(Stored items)
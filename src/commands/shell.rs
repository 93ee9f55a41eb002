//! Handlers that hand the terminal to ssh, scp or a local script

use log::debug;

use crate::error::Result;
use crate::remote::{self, SshCommand};

/// Interactive shell on the pod, or a one-off command from `args`
pub async fn run_ssh(ssh: &SshCommand, args: &[String]) -> Result<()> {
    debug!("Opening ssh to {}", ssh.endpoint().destination());
    remote::open_shell(ssh, args).await
}

/// Run the local watch-and-sync script against the pod
pub async fn run_dev(ssh: &SshCommand, script: &str, args: &[String]) -> Result<()> {
    println!("Syncing local changes to the pod, press Ctrl-C to stop...");
    remote::run_dev_script(ssh, script, args).await
}

/// ranger in the remote working directory
pub async fn run_ranger(ssh: &SshCommand, remote_dir: &str) -> Result<()> {
    remote::ranger(ssh, remote_dir).await
}

/// Copy `source` (relative to the remote dir) down to `dest`
pub async fn run_pull(ssh: &SshCommand, remote_dir: &str, source: &str, dest: &str) -> Result<()> {
    println!("Copying files from the pod...");
    remote::pull(ssh, remote_dir, source, dest).await?;
    println!("Copied {} to {}", remote::remote_path(remote_dir, source), dest);
    Ok(())
}
//! Common CLI types shared across commands

use clap::ValueEnum;

/// Output format options
#[derive(Debug, Clone, Copy, PartialEq, Eq, ValueEnum)]
pub enum OutputFormat {
    /// ASCII table (default)
    Table,
    /// JSON array
    Json,
    /// YAML format
    Yaml,
}

impl std::fmt::Display for OutputFormat {
    fn fmt(&self, f: &mut std::fmt::Formatter<'_>) -> std::fmt::Result {
        match self {
            OutputFormat::Table => write!(f, "table"),
            OutputFormat::Json => write!(f, "json"),
            OutputFormat::Yaml => write!(f, "yaml"),
        }
    }
}
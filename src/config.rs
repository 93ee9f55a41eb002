/// Configuration constants for the RunPod API
pub mod api {
    /// Default GraphQL endpoint
    pub const BASE_URL: &str = "https://api.runpod.io";

    /// GraphQL path appended to the base URL
    pub const GRAPHQL_PATH: &str = "/graphql";

    /// Pod status the provider reports for a pod that should be running
    pub const STATUS_RUNNING: &str = "RUNNING";
}

/// Environment variable names
pub mod env {
    /// Remote working directory on the pod
    pub const REMOTE_DIR: &str = "REMOTE_DIR";

    /// Key forwarded to the provisioning script
    pub const CLOUDFLARE_DEMO_KEY: &str = "CLOUDFLARE_DEMO_KEY";

    /// Provider API key
    pub const API_KEY: &str = "RUNPOD_API_KEY";

    /// Provider API URL override
    pub const API_URL: &str = "POD_API_URL";

    /// Cache file override
    pub const CACHE_FILE: &str = "POD_CACHE_FILE";

    /// SSH identity file override
    pub const SSH_KEY: &str = "POD_SSH_KEY";

    /// Variable carrying the SSH command into the dev script
    pub const SSH_CMD: &str = "SSH_CMD";
}

/// Local cache files
pub mod cache {
    /// Active pod cache, relative to the working directory
    pub const FILE_NAME: &str = ".active_pod";

    /// Shell-ready SSH command, written next to the cache file
    pub const SSH_CMD_FILE_NAME: &str = ".ssh_cmd";

    /// Seconds a cached runtime is trusted without asking the provider
    pub const MAX_AGE_SECS: u64 = 3600;
}

/// SSH connection settings
pub mod ssh {
    /// Port sshd listens on inside the pod
    pub const INTERNAL_PORT: u16 = 22;

    /// Login user on RunPod images
    pub const USER: &str = "root";

    /// Options for endpoints whose host key changes on every start
    pub const OPTIONS: &[&str] = &[
        "-o",
        "StrictHostKeyChecking=no",
        "-o",
        "UserKnownHostsFile=/dev/null",
    ];

    /// Identity used when present and no override is given (relative to HOME)
    pub const DEFAULT_KEY: &str = ".ssh/id_ed25519";
}

/// Default values for CLI
pub mod defaults {
    /// Seconds between provider status polls
    pub const POLL_INTERVAL_SECS: u64 = 5;

    /// Seconds before a wait loop gives up (0 = never)
    pub const WAIT_TIMEOUT_SECS: u64 = 600;

    /// Provisioning script piped into the pod by `start`
    pub const PROVISION_SCRIPT: &str = "pod_config/provision.sh";

    /// File watch-and-sync script run by `dev`
    pub const DEV_SCRIPT: &str = "pod/dev.sh";

    /// GPU count used when resuming a pod that does not report one
    pub const GPU_COUNT: u32 = 1;

    /// Default log level
    pub const LOG_LEVEL: &str = "warn";
}
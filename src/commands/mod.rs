//! Command handlers
//!
//! `run_command` validates the environment, loads the active pod, brings it
//! up when the operation needs SSH, and hands off to the handler. The API
//! key is only required once a command has to reach the provider.

mod info;
mod lifecycle;
mod shell;

use std::io::IsTerminal;
use std::path::Path;
use std::time::Duration;

use log::debug;

use crate::cli::{Cli, Command};
use crate::config::env;
use crate::context::{
    ensure_started, load_cached, refresh_context, Context, PodCache, PodSelector,
};
use crate::error::{PodError, Result};
use crate::remote::SshCommand;
use crate::runpod::{ApiKeyResolver, RunPodClient, WaitOptions};

/// Environment values the pod operations depend on
#[derive(Debug, Default, Clone)]
pub struct RemoteEnv {
    pub remote_dir: String,
    pub cloudflare_key: Option<String>,
}

/// Shared handles for one invocation
struct Session {
    client: RunPodClient,
    cache: PodCache,
    wait: WaitOptions,
    max_cache_age: Duration,
    remote: RemoteEnv,
}

/// Run the parsed command line
pub async fn run_command(cli: &Cli) -> Result<()> {
    let remote = preflight(&cli.command)?;

    let cache = PodCache::new(cli.cache_file.clone());
    let selector = PodSelector {
        pod: cli.pod.clone(),
        interactive: !cli.batch && std::io::stdin().is_terminal() && std::io::stderr().is_terminal(),
    };

    let cached = match &cli.command {
        Command::List(_) => None,
        _ => load_cached(&cache, &selector)?,
    };
    // status answered from the cache needs no API key
    if let (Command::Status, Some(ctx)) = (&cli.command, &cached) {
        return info::run_status(ctx);
    }

    let api_key = ApiKeyResolver::resolve(cli.api_key.as_deref())?;
    let session = Session {
        client: RunPodClient::with_base_url(api_key, cli.api_url.clone()),
        cache,
        wait: WaitOptions::from_secs(cli.interval, cli.timeout, cli.batch),
        max_cache_age: Duration::from_secs(cli.max_cache_age),
        remote,
    };

    if let Command::List(args) = &cli.command {
        return info::run_list(&session.client, &session.cache, args.output).await;
    }

    let mut ctx = match cached {
        Some(ctx) => ctx,
        None => refresh_context(&session.client, &selector).await?,
    };
    debug!(
        "Running '{}' (needs a started pod: {})",
        cli.command.name(),
        cli.command.requires_started_pod()
    );

    match &cli.command {
        Command::Start(args) => {
            let ssh = require_started(&session, &mut ctx).await?;
            lifecycle::run_start(&ssh, args, &session.remote).await
        }
        Command::Stop => lifecycle::run_stop(&session.client, &session.cache, &ctx, &session.wait).await,
        Command::Ssh(args) => {
            let ssh = require_started(&session, &mut ctx).await?;
            shell::run_ssh(&ssh, &args.args).await
        }
        Command::Dev(args) => {
            let ssh = require_started(&session, &mut ctx).await?;
            shell::run_dev(&ssh, &args.script, &args.args).await
        }
        Command::Ranger => {
            let ssh = require_started(&session, &mut ctx).await?;
            shell::run_ranger(&ssh, &session.remote.remote_dir).await
        }
        Command::Pull(args) => {
            let ssh = require_started(&session, &mut ctx).await?;
            shell::run_pull(&ssh, &session.remote.remote_dir, &args.source, &args.dest).await
        }
        Command::Status => info::run_status(&ctx),
        Command::List(_) => unreachable!("list is handled before the context is loaded"),
    }
}

/// Checks that need neither the network nor the cache
fn preflight(command: &Command) -> Result<RemoteEnv> {
    let mut remote = RemoteEnv::default();
    if command.requires_remote_dir() {
        remote.remote_dir = require_env(env::REMOTE_DIR)?;
    }

    if let Command::Start(args) = command {
        if !args.no_provision {
            remote.cloudflare_key = Some(require_env(env::CLOUDFLARE_DEMO_KEY)?);
            if !Path::new(&args.script).is_file() {
                return Err(PodError::Config(format!(
                    "provisioning script '{}' not found",
                    args.script
                )));
            }
        }
    }
    Ok(remote)
}

/// Read a required, non-empty environment variable
pub fn require_env(name: &str) -> Result<String> {
    match std::env::var(name) {
        Ok(value) if !value.is_empty() => Ok(value),
        _ => Err(PodError::EnvNotSet(name.to_string())),
    }
}

/// Bring the active pod up and record how to reach it
async fn require_started(session: &Session, ctx: &mut Context) -> Result<SshCommand> {
    let endpoint = ensure_started(
        &session.client,
        &session.cache,
        ctx,
        &session.wait,
        session.max_cache_age,
    )
    .await?;

    let ssh = SshCommand::for_endpoint(endpoint);
    session.cache.write_ssh_command(&ssh.to_shell_string())?;
    Ok(ssh)
}
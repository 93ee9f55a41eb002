use std::fmt;

/// Custom error type for pod operations
#[derive(Debug)]
pub enum PodError {
    /// HTTP request failed
    Http(reqwest::Error),
    /// API returned an error response
    Api { status: u16, message: String },
    /// API key not found in any source
    ApiKeyNotFound(String),
    /// Required environment variable is missing or empty
    EnvNotSet(String),
    /// Account has no pods at all
    NoPods,
    /// Pod with the given id or name does not exist
    PodNotFound(String),
    /// Pod is not powered on (no runtime)
    NoRuntime,
    /// Failed to read, parse or write the local cache
    Cache(String),
    /// Local setup the command needs is missing or invalid
    Config(String),
    /// JSON parsing error
    Json(String),
    /// Wait loop exceeded its deadline
    Timeout { waited_secs: u64, what: String },
    /// Wait loop cancelled with Ctrl-C
    Interrupted,
    /// Interactive prompt failed
    Prompt(String),
    /// Local program could not be started
    Spawn { program: String, message: String },
    /// Local program exited unsuccessfully
    CommandFailed { program: String, code: Option<i32> },
}

impl PodError {
    /// Process exit code for this error.
    ///
    /// A child that exited with a code passes it through; everything else is 1.
    pub fn exit_code(&self) -> u8 {
        match self {
            PodError::CommandFailed {
                code: Some(code), ..
            } if (1..=255).contains(code) => *code as u8,
            _ => 1,
        }
    }
}

impl fmt::Display for PodError {
    fn fmt(&self, f: &mut fmt::Formatter<'_>) -> fmt::Result {
        match self {
            PodError::Http(e) => write!(f, "HTTP request failed: {}", e),
            PodError::Api { status, message } => {
                write!(f, "API error (status {}): {}", status, message)
            }
            PodError::ApiKeyNotFound(msg) => write!(f, "{}", msg),
            PodError::EnvNotSet(name) => write!(f, "{} is not set. Exiting.", name),
            PodError::NoPods => write!(f, "No pods found."),
            PodError::PodNotFound(pod) => write!(f, "Pod '{}' not found", pod),
            PodError::NoRuntime => write!(f, "No active pod found."),
            PodError::Cache(msg) => write!(f, "{}", msg),
            PodError::Config(msg) => write!(f, "Configuration error: {}", msg),
            PodError::Json(msg) => write!(f, "JSON error: {}", msg),
            PodError::Timeout { waited_secs, what } => {
                write!(f, "Timed out after {}s waiting for {}", waited_secs, what)
            }
            PodError::Interrupted => write!(f, "Interrupted"),
            PodError::Prompt(msg) => write!(f, "{}", msg),
            PodError::Spawn { program, message } => {
                write!(f, "Failed to run '{}': {}", program, message)
            }
            PodError::CommandFailed { program, code } => match code {
                Some(code) => write!(f, "'{}' exited with status {}", program, code),
                None => write!(f, "'{}' was terminated by a signal", program),
            },
        }
    }
}

impl std::error::Error for PodError {
    fn source(&self) -> Option<&(dyn std::error::Error + 'static)> {
        match self {
            PodError::Http(e) => Some(e),
            _ => None,
        }
    }
}

impl From<reqwest::Error> for PodError {
    fn from(err: reqwest::Error) -> Self {
        PodError::Http(err)
    }
}

impl From<serde_json::Error> for PodError {
    fn from(err: serde_json::Error) -> Self {
        PodError::Json(err.to_string())
    }
}

impl From<std::io::Error> for PodError {
    fn from(err: std::io::Error) -> Self {
        PodError::Cache(err.to_string())
    }
}

/// Result type alias for pod operations
pub type Result<T> = std::result::Result<T, PodError>;

#[cfg(test)]
mod tests {
    use super::*;

    #[test]
    fn test_env_not_set_display() {
        let err = PodError::EnvNotSet("REMOTE_DIR".to_string());
        assert_eq!(err.to_string(), "REMOTE_DIR is not set. Exiting.");
    }

    #[test]
    fn test_api_error_display() {
        let err = PodError::Api {
            status: 401,
            message: "Unauthorized".to_string(),
        };
        assert!(err.to_string().contains("401"));
        assert!(err.to_string().contains("Unauthorized"));
    }

    #[test]
    fn test_error_is_send_sync() {
        fn assert_send_sync<T: Send + Sync>() {}
        assert_send_sync::<PodError>();
    }

    #[test]
    fn test_config_display() {
        let err = PodError::Config("provisioning script 'setup.sh' not found".to_string());
        assert_eq!(
            err.to_string(),
            "Configuration error: provisioning script 'setup.sh' not found"
        );
        assert_eq!(err.exit_code(), 1);
    }

    #[test]
    fn test_timeout_display() {
        let err = PodError::Timeout {
            waited_secs: 600,
            what: "pod abc to start".to_string(),
        };
        assert_eq!(
            err.to_string(),
            "Timed out after 600s waiting for pod abc to start"
        );
    }

    #[test]
    fn test_exit_code_defaults_to_one() {
        assert_eq!(PodError::NoPods.exit_code(), 1);
        assert_eq!(PodError::EnvNotSet("X".to_string()).exit_code(), 1);
        assert_eq!(PodError::Interrupted.exit_code(), 1);
    }

    #[test]
    fn test_exit_code_propagates_child_status() {
        let err = PodError::CommandFailed {
            program: "ssh".to_string(),
            code: Some(255),
        };
        assert_eq!(err.exit_code(), 255);
        assert!(err.to_string().contains("255"));
    }

    #[test]
    fn test_exit_code_signal_is_one() {
        let err = PodError::CommandFailed {
            program: "scp".to_string(),
            code: None,
        };
        assert_eq!(err.exit_code(), 1);
        assert!(err.to_string().contains("signal"));
    }

    #[test]
    fn test_from_serde_json_error() {
        let json_err = serde_json::from_str::<serde_json::Value>("invalid json").unwrap_err();
        let err: PodError = json_err.into();
        match err {
            PodError::Json(msg) => assert!(!msg.is_empty()),
            _ => panic!("Expected PodError::Json"),
        }
    }

    #[test]
    fn test_error_source_none_for_non_http() {
        use std::error::Error;
        let err = PodError::PodNotFound("p-1".to_string());
        assert!(err.source().is_none());
    }
}
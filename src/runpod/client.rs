//! RunPod HTTP client for API interactions

use log::debug;
use reqwest::Client;
use serde::de::DeserializeOwned;
use serde_json::{json, Value};
use std::time::Duration;

use crate::config::api;
use crate::error::{PodError, Result};

use super::models::GraphqlResponse;

/// RunPod API client
pub struct RunPodClient {
    client: Client,
    api_key: String,
    base_url: String,
}

impl RunPodClient {
    /// Create a new client against the public RunPod API
    pub fn new(api_key: String) -> Self {
        Self::with_base_url(api_key, api::BASE_URL.to_string())
    }

    /// Create a client with custom base URL (mock servers, staging)
    pub fn with_base_url(api_key: String, base_url: String) -> Self {
        let client = Client::builder()
            .connect_timeout(Duration::from_secs(10))
            .timeout(Duration::from_secs(30))
            .build()
            .unwrap_or_else(|_| Client::new());

        Self {
            client,
            api_key,
            base_url: base_url.trim_end_matches('/').to_string(),
        }
    }

    /// Full GraphQL endpoint URL
    pub(crate) fn graphql_url(&self) -> String {
        format!("{}{}", self.base_url, api::GRAPHQL_PATH)
    }

    /// POST a GraphQL document and decode its `data`
    ///
    /// Non-2xx statuses and GraphQL `errors` both become `PodError::Api`.
    pub(crate) async fn graphql<T>(
        &self,
        query: &str,
        variables: Value,
        error_context: &str,
    ) -> Result<T>
    where
        T: DeserializeOwned,
    {
        let url = self.graphql_url();
        debug!("POST {} ({})", url, error_context);

        let response = self
            .client
            .post(&url)
            .header("Authorization", format!("Bearer {}", self.api_key))
            .json(&json!({ "query": query, "variables": variables }))
            .send()
            .await?;

        if !response.status().is_success() {
            let status = response.status().as_u16();
            let body = response.text().await.unwrap_or_default();
            debug!("API returned {}: {}", status, body);
            return Err(PodError::Api {
                status,
                message: error_context.to_string(),
            });
        }

        let envelope: GraphqlResponse<T> = response.json().await?;
        envelope.into_data(error_context)
    }
}

#[cfg(test)]
impl RunPodClient {
    /// Create a test client with mock base URL
    pub fn test_client(base_url: &str) -> Self {
        Self::with_base_url("test-key".to_string(), base_url.to_string())
    }
}

#[cfg(test)]
mod tests {
    use super::*;
    use wiremock::matchers::{header, method, path};
    use wiremock::{Mock, MockServer, ResponseTemplate};

    #[test]
    fn test_graphql_url_default() {
        let client = RunPodClient::new("key".to_string());
        assert_eq!(client.graphql_url(), "https://api.runpod.io/graphql");
    }

    #[test]
    fn test_graphql_url_trims_trailing_slash() {
        let client = RunPodClient::with_base_url("key".to_string(), "http://x:1/".to_string());
        assert_eq!(client.graphql_url(), "http://x:1/graphql");
    }

    #[tokio::test]
    async fn test_graphql_sends_bearer_token() {
        let mock_server = MockServer::start().await;
        Mock::given(method("POST"))
            .and(path("/graphql"))
            .and(header("Authorization", "Bearer test-key"))
            .respond_with(
                ResponseTemplate::new(200).set_body_json(json!({"data": {"value": 7}})),
            )
            .expect(1)
            .mount(&mock_server)
            .await;

        let client = RunPodClient::test_client(&mock_server.uri());
        let data: Value = client.graphql("query { value }", json!({}), "value").await.unwrap();
        assert_eq!(data["value"], 7);
    }

    #[tokio::test]
    async fn test_graphql_http_error_status() {
        let mock_server = MockServer::start().await;
        Mock::given(method("POST"))
            .and(path("/graphql"))
            .respond_with(ResponseTemplate::new(401))
            .mount(&mock_server)
            .await;

        let client = RunPodClient::test_client(&mock_server.uri());
        let result: Result<Value> = client.graphql("query", json!({}), "listing pods").await;
        match result {
            Err(PodError::Api { status, message }) => {
                assert_eq!(status, 401);
                assert_eq!(message, "listing pods");
            }
            other => panic!("Expected API error, got {:?}", other),
        }
    }
}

◆ Your goal:
Look through the entries above and find each line where the word "Duration" occurs; copy those lines.

◆ Answer to the problem:
use std::time::Duration;
    max_cache_age: Duration,
        max_cache_age: Duration::from_secs(cli.max_cache_age),
use std::time::Duration;
            .connect_timeout(Duration::from_secs(10))
            .timeout(Duration::from_secs(30))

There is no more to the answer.